UNITED STATES DISTRICT COURT WESTERN DISTRICT OF NEW YORK
August 14, 2009
LAMAR GLOVER, PETITIONER,
GARY FILION, SUPERINTENDENT, RESPONDENT.
The opinion of the court was delivered by: VICTOR E. Bianchini United States Magistrate Judge
DECISION AND ORDER
Pro se petitioner Lamar Glover ("Glover" or "petitioner") has filed a petition for a writ of habeas corpus pursuant to 28 U.S.C. § 2254 challenging his conviction, following a jury trial, on charges of second degree murder (N.Y. Penal Law § 125.25(2)) and second criminal possession of a weapon (N.Y. Penal Law § 265.03(2)). Glover's conviction was unanimously affirmed on direct appeal, and leave to appeal was denied. People v. Glover, 302 A.D.2d 926 (App. Div. 4th Dept.), leave denied, 99 N.Y.2d 654 (N.Y. 2003). Glover's subsequent application for a writ of error coram nobis challenging the effectiveness of his appellate counsel was summarily denied. People v. Glover, 4 A.D.3d 900 (App. Div. 4th Dept.), leave denied, 3 N.Y.3d 640 (N.Y. 2004). This timely habeas petition followed. For the reasons that follow, Glover's request for a writ of habeas corpus is denied and the petition is dismissed.
II. Factual Background
The conviction here at issue stems from the fatal shooting of David Nesmith in the City of Rochester on October 12, 2000. That night, sixteen-year-old Glover was carrying a.45-caliber handgun. He was with three of his friends, one of whom was armed with a.44-caliber handgun.
They had been driving around the city for about two hours before spotting Nesmith walking on Pardee Street at approximately 11:30 P.M. After André Parsons pulled the car over on nearby Bismark Street, petitioner and Parsons exited the vehicle to confront Nesmith, with whom petitioner previously had "had a problem." (The sentencing minutes reveal that petitioner had previously shot Nesmith 37 days prior to fatally shooting him. See Transcript of Sentencing Hearing at 4).

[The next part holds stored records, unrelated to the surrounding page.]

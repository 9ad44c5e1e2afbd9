//! Logging setup: stdout, a plain-text log file and a live broadcast feed.
//!
//! Components log through `tracing` macros; the module path of each call
//! site is its logger name. [`LogHub`] fans events out to any number of live
//! observers (the `/api/logs` stream subscribes to it).

use std::fmt;
use std::fs::OpenOptions;
use std::path::Path;
use std::sync::Mutex;

use chrono::{DateTime, Utc};
use serde::Serialize;
use thiserror::Error;
use tokio::sync::broadcast;
use tracing::field::{Field, Visit};
use tracing::{Event, Subscriber, info, warn};
use tracing_subscriber::EnvFilter;
use tracing_subscriber::filter::ParseError;
use tracing_subscriber::layer::{Context, Layer, SubscriberExt};
use tracing_subscriber::util::{SubscriberInitExt, TryInitError};

use crate::config::TelemetryConfig;

pub const LOG_FILE_NAME: &str = "app-factory.log";
pub const RUN_COMPLETE_MARKER: &str = "__RUN_COMPLETE__";

const HUB_CAPACITY: usize = 1024;

#[derive(Debug, Error)]
pub enum TelemetryError {
    #[error("invalid log level/filter '{value}': unable to build EnvFilter")]
    EnvFilter {
        value: String,
        #[source]
        source: ParseError,
    },

    #[error("unable to open log file: {0}")]
    LogFile(#[from] std::io::Error),

    #[error("telemetry error: {0}")]
    Subscriber(#[from] TryInitError),
}

/// One log event as seen by live observers.
#[derive(Debug, Clone, PartialEq, Eq, Serialize)]
pub struct LogEntry {
    pub timestamp: DateTime<Utc>,
    pub level: String,
    pub target: String,
    pub message: String,
}

impl LogEntry {
    pub fn info(target: &str, message: impl Into<String>) -> Self {
        Self {
            timestamp: Utc::now(),
            level: "INFO".to_string(),
            target: target.to_string(),
            message: message.into(),
        }
    }
}

/// Broadcast channel of [`LogEntry`] values.
#[derive(Debug, Clone)]
pub struct LogHub {
    sender: broadcast::Sender<LogEntry>,
}

impl Default for LogHub {
    fn default() -> Self {
        Self::new(HUB_CAPACITY)
    }
}

impl LogHub {
    pub fn new(capacity: usize) -> Self {
        let (sender, _) = broadcast::channel(capacity);
        Self { sender }
    }

    pub fn subscribe(&self) -> broadcast::Receiver<LogEntry> {
        self.sender.subscribe()
    }

    /// Send an entry to current observers. Entries sent with no observer
    /// attached are dropped.
    pub fn publish(&self, entry: LogEntry) {
        let _ = self.sender.send(entry);
    }

    pub fn layer(&self) -> HubLayer {
        HubLayer { hub: self.clone() }
    }
}

/// `tracing` layer that forwards every event to a [`LogHub`].
pub struct HubLayer {
    hub: LogHub,
}

impl<S: Subscriber> Layer<S> for HubLayer {
    fn on_event(&self, event: &Event<'_>, _ctx: Context<'_, S>) {
        let mut visitor = MessageVisitor::default();
        event.record(&mut visitor);
        let metadata = event.metadata();
        self.hub.publish(LogEntry {
            timestamp: Utc::now(),
            level: metadata.level().to_string(),
            target: metadata.target().to_string(),
            message: visitor.finish(),
        });
    }
}

#[derive(Default)]
struct MessageVisitor {
    message: String,
    fields: Vec<String>,
}

impl MessageVisitor {
    fn finish(self) -> String {
        if self.fields.is_empty() {
            self.message
        } else {
            format!("{} {}", self.message, self.fields.join(" "))
        }
    }
}

impl Visit for MessageVisitor {
    fn record_str(&mut self, field: &Field, value: &str) {
        if field.name() == "message" {
            self.message = value.to_string();
        } else {
            self.fields.push(format!("{}={value}", field.name()));
        }
    }

    fn record_debug(&mut self, field: &Field, value: &dyn fmt::Debug) {
        if field.name() == "message" {
            self.message = format!("{value:?}");
        } else {
            self.fields.push(format!("{}={value:?}", field.name()));
        }
    }
}

fn env_filter(config: &TelemetryConfig) -> Result<EnvFilter, TelemetryError> {
    match EnvFilter::try_from_default_env() {
        Ok(filter) => Ok(filter),
        Err(_) => EnvFilter::try_new(&config.log_level).map_err(|source| TelemetryError::EnvFilter {
            value: config.log_level.clone(),
            source,
        }),
    }
}

/// Install the global subscriber. Call once per process.
pub fn init(config: &TelemetryConfig, logs_dir: &Path, hub: &LogHub) -> Result<(), TelemetryError> {
    let filter = env_filter(config)?;

    std::fs::create_dir_all(logs_dir)?;
    let file = OpenOptions::new()
        .create(true)
        .append(true)
        .open(logs_dir.join(LOG_FILE_NAME))?;

    tracing_subscriber::registry()
        .with(filter)
        .with(tracing_subscriber::fmt::layer().compact())
        .with(
            tracing_subscriber::fmt::layer()
                .with_ansi(false)
                .with_writer(Mutex::new(file)),
        )
        .with(hub.layer())
        .try_init()?;
    Ok(())
}

/// What [`clear_log_files`] did. Runs before a subscriber exists, so the
/// failures are kept for [`LogCleanup::report`] instead of being logged.
#[derive(Debug, Default)]
pub struct LogCleanup {
    pub removed: usize,
    pub failures: Vec<String>,
}

impl LogCleanup {
    /// Log the outcome, failures as warnings. Call once telemetry is
    /// initialised.
    pub fn report(&self) {
        if self.removed > 0 {
            info!("Cleared {} log file(s) from earlier runs", self.removed);
        }
        for failure in &self.failures {
            warn!("{failure}");
        }
    }
}

/// Delete `*.log` files left in `logs_dir` by earlier runs. Best effort.
pub fn clear_log_files(logs_dir: &Path) -> LogCleanup {
    let mut cleanup = LogCleanup::default();
    let entries = match std::fs::read_dir(logs_dir) {
        Ok(entries) => entries,
        Err(e) if e.kind() == std::io::ErrorKind::NotFound => return cleanup,
        Err(e) => {
            cleanup
                .failures
                .push(format!("Could not read log directory {}: {e}", logs_dir.display()));
            return cleanup;
        }
    };

    for entry in entries.flatten() {
        let path = entry.path();
        if path.extension().and_then(|ext| ext.to_str()) != Some("log") {
            continue;
        }
        match std::fs::remove_file(&path) {
            Ok(()) => cleanup.removed += 1,
            Err(e) => cleanup
                .failures
                .push(format!("Could not remove log file {}: {e}", path.display())),
        }
    }
    cleanup
}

Investigator Reinstein testified that before petitioner provided and signed a written statement he supplied various accounts as to his actions that evening. At first, until being informed that the police would check on his story, Glover maintained that he had not been on Pardee Street at all, alleging that he had been with Shameika Scott until early morning. He then withdrew that account, and accused two of his friends of the shooting. He subsequently claimed that the shot came from an unknown source. T.364-365.*fn1
Petitioner ultimately gave the following written statement to the police: André [Parsons] told me to watch this guy, he said he's reaching. I kept walking towards him. I saw that what he was reaching for, it ended up being cigarettes. I talked to Dave [Nesmith] for five minutes or so. After talking to him, he started talking junk to me and then started walking towards me. I was walking away from him when he walked towards me. When he did this, I pulled out my gun. When I pulled out my gun, I pointed it at him. He then tried to grab the gun out of my hand. When he was trying to grab it, it went off and it hit him. When it hit him I got hit with pieces of meat. I was scared and started running. I ran across Remington Street and almost ran into a police car. I ran through towards Avenue D. I went back to the store at North Clinton and Clifford. I hung out for a while and then went home. I got a ride sometime after midnight. I drove to - - by the new jail and threw the gun in the canal.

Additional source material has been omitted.